Nevada win in sight, Romney turns to Colorado
Reporting from Colorado Springs, Colo. — Flanked by four young grandchildren, a buoyant-looking Mitt Romney strode across the tarmac here early Saturday afternoon, creating a perfectly posed American family tableau on the day that Nevadans voted for their choices to be the Republican presidential nominee.
He had reason to look upbeat; early returns from Nevada caucuses indicate a decisive win -- which would make it the second state he has won in a row, and the third total -- boosting the narrative of his inevitability, which briefly seemed in doubt after he was routed in South Carolina by former House Speaker Newt Gingrich.
Colorado’s caucuses take place Tuesday.
Romney disembarked from his campaign plane with his 40-year-old son, Matt, a Rancho Bernardo real estate investor, Matt’s wife, Laurie, their twins, Nick and Chloe, son Nate, and a cousin. Romney walked his son’s family to a waiting SUV, deposited them, and then walked over to a different waiting vehicle.
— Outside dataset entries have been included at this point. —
//! Outcome write-back with identity-drift rescue.
//!
//! The store may move, delete, or re-create rows between the read and the
//! write, invalidating the identity the job was read under. A rejected
//! direct write triggers rescue relocation: re-list the table and find the
//! logical record again by content fingerprint, then write to its current
//! identity. At most one write succeeds per job per cycle.

use log::{info, warn};
use serde_json::{Map, Value};

use crate::config::{FieldSchema, StatusNames};
use crate::store::{JobRecord, StoreError, TableClient, Token};

use super::outcome::WorkflowOutcome;

/// Content fingerprint of a record, captured from the field values as they
/// were at read time. Matching compares only the non-null keys, so
/// unrelated field edits on the store side do not break relocation.
#[derive(Debug, Clone, PartialEq)]
pub struct RescueKey {
    pub source_path: Option<String>,
    pub account: Option<String>,
    pub scheduled_at: Option<i64>,
}

impl RescueKey {
    /// Snapshots the key from a freshly decoded record. Call before any
    /// processing mutates derived values.
    pub fn of(record: &JobRecord) -> Self {
        Self {
            source_path: record.source_path.clone(),
            account: (!record.account.is_empty()).then(|| record.account.clone()),
            scheduled_at: record.scheduled_at,
        }
    }

    /// Exact field equality over the non-null keys only.
    pub fn matches(&self, candidate: &JobRecord) -> bool {
        if let Some(source_path) = &self.source_path {
            if candidate.source_path.as_deref() != Some(source_path) {
                return false;
            }
        }
        if let Some(account) = &self.account {
            if candidate.account != *account {
                return false;
            }
        }
        if let Some(scheduled_at) = self.scheduled_at {
            if candidate.scheduled_at != Some(scheduled_at) {
                return false;
            }
        }
        true
    }
}

/// How a write-back ended.
#[derive(Debug, Clone, PartialEq)]
pub enum WriteOutcome {
    /// The original identity still resolved.
    Direct,
    /// The record was relocated by content match and written under its new
    /// identity.
    Rescued { identity: String },
    /// Neither the direct write nor the rescue write landed. The job stays
    /// unprocessed in the store and may run again in a future cycle.
    Unrecoverable,
}

/// Builds the write-back payload for a successful run.
pub fn success_fields(
    schema: &FieldSchema,
    status: &StatusNames,
    host: &str,
    ran_at: &str,
) -> Map<String, Value> {
    let mut fields = Map::new();
    fields.insert(schema.status.clone(), Value::String(status.success.clone()));
    fields.insert(schema.executing_host.clone(), Value::String(host.to_string()));
    fields.insert(schema.last_run_at.clone(), Value::String(ran_at.to_string()));
    fields
}

/// Builds the write-back payload for a failed run.
pub fn failure_fields(
    schema: &FieldSchema,
    status: &StatusNames,
    error_text: &str,
    host: &str,
    ran_at: &str,
) -> Map<String, Value> {
    let mut fields = Map::new();
    fields.insert(schema.status.clone(), Value::String(status.failure.clone()));
    fields.insert(schema.error_text.clone(), Value::String(error_text.to_string()));
    fields.insert(schema.executing_host.clone(), Value::String(host.to_string()));
    fields.insert(schema.last_run_at.clone(), Value::String(ran_at.to_string()));
    fields
}

/// Builds the payload matching an outcome.
pub fn outcome_fields(
    outcome: &WorkflowOutcome,
    schema: &FieldSchema,
    status: &StatusNames,
    host: &str,
    ran_at: &str,
) -> Map<String, Value> {
    match outcome.error_text() {
        None => success_fields(schema, status, host, ran_at),
        Some(error_text) => failure_fields(schema, status, error_text, host, ran_at),
    }
}

pub struct Reconciler<'a> {
    client: &'a TableClient,
    schema: &'a FieldSchema,
}

impl<'a> Reconciler<'a> {
    pub fn new(client: &'a TableClient, schema: &'a FieldSchema) -> Self {
        Self { client, schema }
    }

    /// Writes `fields` to the record, falling back to rescue relocation
    /// when the direct write is rejected.
    ///
    /// `Err` is reserved for transport failures of the update call itself;
    /// a failed rescue (listing failure, no match, second rejection) is
    /// `Ok(Unrecoverable)` so the cycle continues; the caller is expected
    /// to log it, keeping the job observable even when the store cannot be
    /// updated.
    pub async fn reconcile(
        &self,
        token: &Token,
        identity: &str,
        rescue: &RescueKey,
        fields: Map<String, Value>,
    ) -> Result<WriteOutcome, StoreError> {
        if self.client.update_by_identity(token, identity, &fields).await? {
            return Ok(WriteOutcome::Direct);
        }

        info!(
            "Direct write for '{}' was rejected; relocating record by content match",
            identity
        );

        let records = match self.client.list_all(token).await {
            Ok(records) => records,
            Err(e) => {
                warn!("Rescue listing failed: {}", e);
                return Ok(WriteOutcome::Unrecoverable);
            }
        };

        let relocated = records
            .iter()
            .map(|raw| JobRecord::decode(raw, self.schema))
            .find(|candidate| rescue.matches(candidate));

        let Some(relocated) = relocated else {
            warn!("No record matches the rescue key; write-back abandoned");
            return Ok(WriteOutcome::Unrecoverable);
        };

        if self
            .client
            .update_by_identity(token, &relocated.identity, &fields)
            .await?
        {
            info!("Rescue write landed on relocated record '{}'", relocated.identity);
            Ok(WriteOutcome::Rescued {
                identity: relocated.identity,
            })
        } else {
            warn!(
                "Rescue write to relocated record '{}' was also rejected",
                relocated.identity
            );
            Ok(WriteOutcome::Unrecoverable)
        }
    }
}

#[cfg(test)]
mod tests {
    use super::*;

    fn record(identity: &str) -> JobRecord {
        JobRecord {
            identity: identity.to_string(),
            account: "studio".to_string(),
            source_path: Some("/srv/videos/a.mp4".to_string()),
            scheduled_at: Some(1_786_075_200_000),
            title: Some("Morning run".to_string()),
            topics: None,
            product_link: None,
            product_short_title: None,
            status: None,
        }
    }

    #[test]
    fn test_rescue_key_matches_identical_fields() {
        let original = record("recOLD01");
        let key = RescueKey::of(&original);
        let relocated = record("recNEW01");
        assert!(key.matches(&relocated));
    }

    #[test]
    fn test_rescue_key_ignores_unrelated_differences() {
        let key = RescueKey::of(&record("recOLD01"));
        let mut relocated = record("recNEW01");
        relocated.title = Some("Edited title".to_string());
        relocated.status = Some("something".to_string());
        assert!(key.matches(&relocated));
    }

    #[test]
    fn test_rescue_key_rejects_key_field_difference() {
        let key = RescueKey::of(&record("recOLD01"));

        let mut other = record("recNEW01");
        other.source_path = Some("/srv/videos/b.mp4".to_string());
        assert!(!key.matches(&other));

        let mut other = record("recNEW02");
        other.account = "other".to_string();
        assert!(!key.matches(&other));

        let mut other = record("recNEW03");
        other.scheduled_at = Some(1);
        assert!(!key.matches(&other));
    }

    #[test]
    fn test_rescue_key_null_keys_are_wildcards() {
        let mut original = record("recOLD01");
        original.source_path = None;
        original.account = String::new();
        original.scheduled_at = None;
        let key = RescueKey::of(&original);

        // With every key null, anything matches.
        assert!(key.matches(&record("recNEW01")));
    }

    #[test]
    fn test_success_fields_shape() {
        let schema = FieldSchema::default();
        let status = StatusNames::default();
        let fields = success_fields(&schema, &status, "host-abc", "2026-08-07T12:00:00+08:00");

        assert_eq!(fields.get("publish_status"), Some(&Value::String("success".into())));
        assert_eq!(fields.get("executing_host"), Some(&Value::String("host-abc".into())));
        assert!(fields.get("error_message").is_none());
    }

    #[test]
    fn test_failure_fields_shape() {
        let schema = FieldSchema::default();
        let status = StatusNames::default();
        let fields = failure_fields(
            &schema,
            &status,
            "publish failed",
            "host-abc",
            "2026-08-07T12:00:00+08:00",
        );

        assert_eq!(fields.get("publish_status"), Some(&Value::String("failed".into())));
        assert_eq!(
            fields.get("error_message"),
            Some(&Value::String("publish failed".into()))
        );
    }

    #[test]
    fn test_outcome_fields_picks_shape() {
        let schema = FieldSchema::default();
        let status = StatusNames::default();

        let success = outcome_fields(&WorkflowOutcome::Success, &schema, &status, "h", "t");
        assert!(success.get("error_message").is_none());

        let quota = outcome_fields(&WorkflowOutcome::QuotaExceeded, &schema, &status, "h", "t");
        assert_eq!(
            quota.get("error_message"),
            Some(&Value::String(super::super::outcome::QUOTA_EXCEEDED_TEXT.into()))
        );
    }
}
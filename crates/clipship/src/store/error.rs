//! Record store error types.

use thiserror::Error;

/// Errors from talking to the record store. `Auth` and `Fetch` are fatal to
/// a dispatch cycle; update failures are reported as a boolean so the caller
/// can fall back to rescue relocation instead.
#[derive(Error, Debug)]
pub enum StoreError {
    /// Token exchange failed (transport or business rejection).
    #[error("Token exchange failed: {0}")]
    Auth(String),

    /// Listing records failed part-way through pagination.
    #[error("Listing records failed: {0}")]
    Fetch(String),

    /// Transport-level failure of an update request.
    #[error("Update request failed: {0}")]
    Update(#[from] reqwest::Error),

    /// The response body could not be decoded.
    #[error("Malformed store response: {0}")]
    Decode(String),
}

pub type Result<T> = std::result::Result<T, StoreError>;
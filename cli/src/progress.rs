//! Progress reporting utilities

use indicatif::{ProgressBar, ProgressStyle};
use std::time::Duration;

/// Records between spinner message updates
const UPDATE_INTERVAL: u64 = 10_000;

/// Spinner shown on stderr while inputs are staged and compared
#[derive(Debug)]
pub struct ProgressReporter {
    spinner: Option<ProgressBar>,
}

impl ProgressReporter {
    pub fn new(show_progress: bool) -> Self {
        let spinner = show_progress.then(|| create_spinner("Staging inputs..."));
        Self { spinner }
    }

    pub fn set_phase(&self, message: &str) {
        if let Some(pb) = &self.spinner {
            pb.set_message(message.to_string());
        }
    }

    /// Report the number of records produced so far
    pub fn records(&self, count: u64) {
        if count % UPDATE_INTERVAL == 0 {
            if let Some(pb) = &self.spinner {
                pb.set_message(format!("Compared {count} records..."));
            }
        }
    }

    pub fn finish(&mut self) {
        if let Some(pb) = self.spinner.take() {
            pb.finish_and_clear();
        }
    }
}

impl Drop for ProgressReporter {
    fn drop(&mut self) {
        self.finish();
    }
}

/// Create a spinner progress bar
fn create_spinner(message: &str) -> ProgressBar {
    let pb = ProgressBar::new_spinner();
    pb.set_style(
        ProgressStyle::default_spinner()
            .tick_chars("⠁⠂⠄⡀⢀⠠⠐⠈ ")
            .template("{spinner:.green} {msg}")
            .expect("Invalid progress template"),
    );
    pb.set_message(message.to_string());
    pb.enable_steady_tick(Duration::from_millis(100));
    pb
}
It was a perfect photo op, brought to you by an organization that for the most part has erred little when it has come to the visuals of a winning campaign.
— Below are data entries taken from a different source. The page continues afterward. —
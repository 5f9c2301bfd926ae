//! Error types for tablediff

use std::path::PathBuf;
use thiserror::Error;

/// Errors raised while staging, merging or comparing rows
#[derive(Error, Debug)]
pub enum DiffError {
    #[error("I/O error: {0}")]
    Io(#[from] std::io::Error),

    #[error("CSV error: {0}")]
    Csv(#[from] csv::Error),

    #[error("Failed to decode staging field '{field}': {reason}")]
    StagingDecode { field: String, reason: String },

    #[error("Malformed staging record in {path}: {reason}")]
    StagingRecord { path: PathBuf, reason: String },

    #[error(
        "Arity mismatch for key {key}: left row has {left} columns, right row has {right}"
    )]
    ArityMismatch {
        key: String,
        left: usize,
        right: usize,
    },

    #[error(
        "Key arity mismatch: left key {left_key} has {left} parts, right key {right_key} has {right}"
    )]
    KeyArityMismatch {
        left_key: String,
        right_key: String,
        left: usize,
        right: usize,
    },

    #[error("Cannot order an exhausted sequence")]
    EmptySequence,

    #[error("Key column '{0}' not found in header")]
    MissingKeyColumn(String),

    #[error("Configuration error: {0}")]
    Config(String),
}

impl From<toml::de::Error> for DiffError {
    fn from(err: toml::de::Error) -> Self {
        DiffError::Config(err.to_string())
    }
}

/// Result alias used throughout tablediff-core
pub type Result<T> = std::result::Result<T, DiffError>;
In a hangar-size steel manufacturing plant, slightly hazy from the acrid smoke of welding torches, Romney introduced his son and grandchildren, stumbling on the age of the youngest. “The little guy there, he’s playing Game Boy, that’s Nate. He’s about three. Four? Four. Grandpa doesn’t remember all the ages, you know; at least I remember the names.” The Romneys have five sons, all of whom are married, and 16 grandchildren.
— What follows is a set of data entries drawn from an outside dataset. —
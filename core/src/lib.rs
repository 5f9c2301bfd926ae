//! # tablediff-core
//!
//! Core library for tablediff - a streaming comparison engine for large,
//! key-ordered tabular data sets. Two row streams are sorted (in memory, or
//! with an external merge sort that spills batches to disk), grouped by key
//! and compared row-by-row, yielding a lazy sequence of diff records.
//!
//! This crate provides the engine that can be used by different interfaces
//! (the `tablediff` CLI, or other programs embedding it).

pub mod compare;
pub mod config;
pub mod error;
pub mod external_sort;
pub mod peekable;
pub mod source;
pub mod staging;
pub mod table;
pub mod value;

// Re-export the most commonly used types for convenience
pub use compare::{
    compare, compare_batches, compare_tables, CompareOptions, DiffRecord, DiffStream,
    DiffSummary, RowComparator, Source,
};
pub use config::Config;
pub use error::{DiffError, Result};
pub use external_sort::{ExternalMergeSorter, MergedRows};
pub use peekable::PeekableSequence;
pub use source::CsvSource;
pub use table::{Schema, Table};
pub use value::{Key, Row, Side, Value};
//! External merge and comparison throughput

use criterion::{black_box, criterion_group, criterion_main, BenchmarkId, Criterion};
use tablediff_core::{compare_batches, compare_tables, CompareOptions, Key, Row, Table, Value};

fn shuffled_batches(rows: i64, batch_size: usize, seed: i64) -> Vec<Table> {
    let keys: Vec<i64> = (0..rows).map(|i| (i * 7919 + seed).rem_euclid(rows)).collect();
    keys.chunks(batch_size)
        .map(|chunk| {
            chunk
                .iter()
                .map(|&k| {
                    Row::new(
                        Key::scalar(k),
                        vec![Value::Int(k * 3), Value::Text(format!("name {k}"))],
                    )
                })
                .collect()
        })
        .collect()
}

fn benchmark_external_merge(c: &mut Criterion) {
    let mut group = c.benchmark_group("external_merge");
    group.sample_size(10);

    for &rows in &[10_000i64, 100_000] {
        group.bench_with_input(BenchmarkId::from_parameter(rows), &rows, |b, &rows| {
            b.iter(|| {
                let left = shuffled_batches(rows, 4096, 1);
                let right = shuffled_batches(rows, 4096, 2);
                let summary = compare_batches(left, right, &CompareOptions::default())
                    .unwrap()
                    .summarize()
                    .unwrap();
                black_box(summary);
            })
        });
    }
    group.finish();
}

fn benchmark_in_memory_compare(c: &mut Criterion) {
    let left: Table = shuffled_batches(100_000, 100_000, 1).remove(0);
    let right: Table = shuffled_batches(100_000, 100_000, 5).remove(0);

    c.bench_function("in_memory_compare_100k", |b| {
        b.iter(|| {
            let summary = compare_tables(left.clone(), right.clone(), &CompareOptions::default())
                .unwrap()
                .summarize()
                .unwrap();
            black_box(summary);
        })
    });
}

criterion_group!(benches, benchmark_external_merge, benchmark_in_memory_compare);
criterion_main!(benches);
//! Output formatting utilities

use anyhow::Result;
use serde_json::json;
use tablediff_core::{Config, DiffRecord, DiffSummary, Row, Schema, Side};

/// Pretty printer for tablediff output
pub struct PrettyPrinter;

impl PrettyPrinter {
    /// Print a single diff record
    pub fn print_record(record: &DiffRecord, schema: &Schema) {
        match record {
            DiffRecord::Identical { left, .. } => {
                println!("= {}", left.key);
            }
            DiffRecord::Different {
                left,
                right,
                columns,
            } => {
                println!("~ {} ({} columns changed)", left.key, columns.len());
                for (i, &column) in columns.iter().enumerate() {
                    let marker = if i == columns.len() - 1 { "└─" } else { "├─" };
                    println!(
                        "  {} {}: {} → {}",
                        marker,
                        schema.column_name(column),
                        left.columns[column],
                        right.columns[column]
                    );
                }
            }
            DiffRecord::Unmatched { row, side } => {
                let marker = match side {
                    Side::Left => "-",
                    Side::Right => "+",
                };
                println!("{marker} {} [{}]", row.key, format_columns(row, schema));
            }
        }
    }

    /// Print record counts
    pub fn print_summary(summary: &DiffSummary) {
        println!();
        if summary.has_differences() {
            println!("🔍 Diff Results: {} differences", summary.total() - summary.identical);
        } else {
            println!("✅ Tables are identical");
        }
        println!("├─ Identical: {}", summary.identical);
        println!("├─ Different: {}", summary.different);
        println!("├─ Left only: {}", summary.left_only);
        println!("└─ Right only: {}", summary.right_only);
    }

    pub fn print_config(config: &Config) -> Result<()> {
        println!("⚙️  Effective configuration");
        print!("{}", toml::to_string_pretty(config)?);
        Ok(())
    }
}

/// JSON lines formatter
pub struct JsonFormatter;

impl JsonFormatter {
    pub fn print_record(record: &DiffRecord) -> Result<()> {
        println!("{}", serde_json::to_string(record)?);
        Ok(())
    }

    pub fn print_summary(summary: &DiffSummary) -> Result<()> {
        println!("{}", json!({ "kind": "summary", "summary": summary }));
        Ok(())
    }

    pub fn print_config(config: &Config) -> Result<()> {
        println!("{}", serde_json::to_string_pretty(config)?);
        Ok(())
    }
}

fn format_columns(row: &Row, schema: &Schema) -> String {
    row.columns
        .iter()
        .enumerate()
        .map(|(i, value)| format!("{}={}", schema.column_name(i), value))
        .collect::<Vec<_>>()
        .join(", ")
}

#[cfg(test)]
mod tests {
    use super::*;
    use tablediff_core::{Key, Value};

    #[test]
    fn test_format_columns_uses_schema_names() {
        let schema = Schema::new(vec!["id".to_string()], vec!["name".to_string()]);
        let row = Row::new(
            Key::scalar(1),
            vec![Value::Text("Alice".to_string()), Value::Int(30)],
        );
        assert_eq!(format_columns(&row, &schema), "name='Alice', #1=30");
    }
}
A relaxed Romney, in jeans and a shirt open at the neck, also pointed out a nephew and his family in the crowd. “We have a lot of family. Particularly if you’re winning, my family’s turning out,” he said.
He never uttered the names of his rivals for the GOP nomination – Gingrich, former Sen. Rick Santorum and of Pennsylvania and Rep. Ron Paul of Texas -- and couched the primary season as a battle between hims and a president he says is fundamentally transforming the country in negative ways.
“This is an election about the course for America, the soul of America, what kind of nation we are going to be,” said Romney. “Because the president and the people around him present a course for America that is very different from what we’ve known.”
Romney glossed over Friday’s news that the unemployment rate had dropped unexpectedly to 8.3%, a political boon for President Obama.
“And by the way, he doesn’t get credit for things getting better,” Romney said to cheers from the unexpectedly large crowd of about 700 people. “This president came into office said, ‘OK we are going to get this economy going by borrowing $700 billion in a stimulus.’ He said if he borrowed that money he would hold unemployment below 8%. It has not been below 8% since. He’s celebrating that it’s at 8.3. That’s still above the emergency line of 8%.”
Romney, a multimillionaire whose major gaffes along the trail have seemed to revolve around a perceived insensitivity to poor people, told a favorite story about a 70-year-old barber he visits in New Hampshire, who has not been able to afford to retire because economic times are tough.
“These have been challenging times,” Romney said, implicating Obama. “These three years have been hard on people, and they’re still hard. Seniors who thought they’d retire, they’re now working at minimum wages jobs. I see a lot of people who used to think about where they’re gonna send their kids to college; now they are wondering how they are going to put food on the table until their next paycheck comes in.”
After the rally, Romney strategist Stuart Stevens said the campaign is feeling good about Saturday’s results from Nevada, though he stopped short of crowing. “We never presume these things,” Stevens said.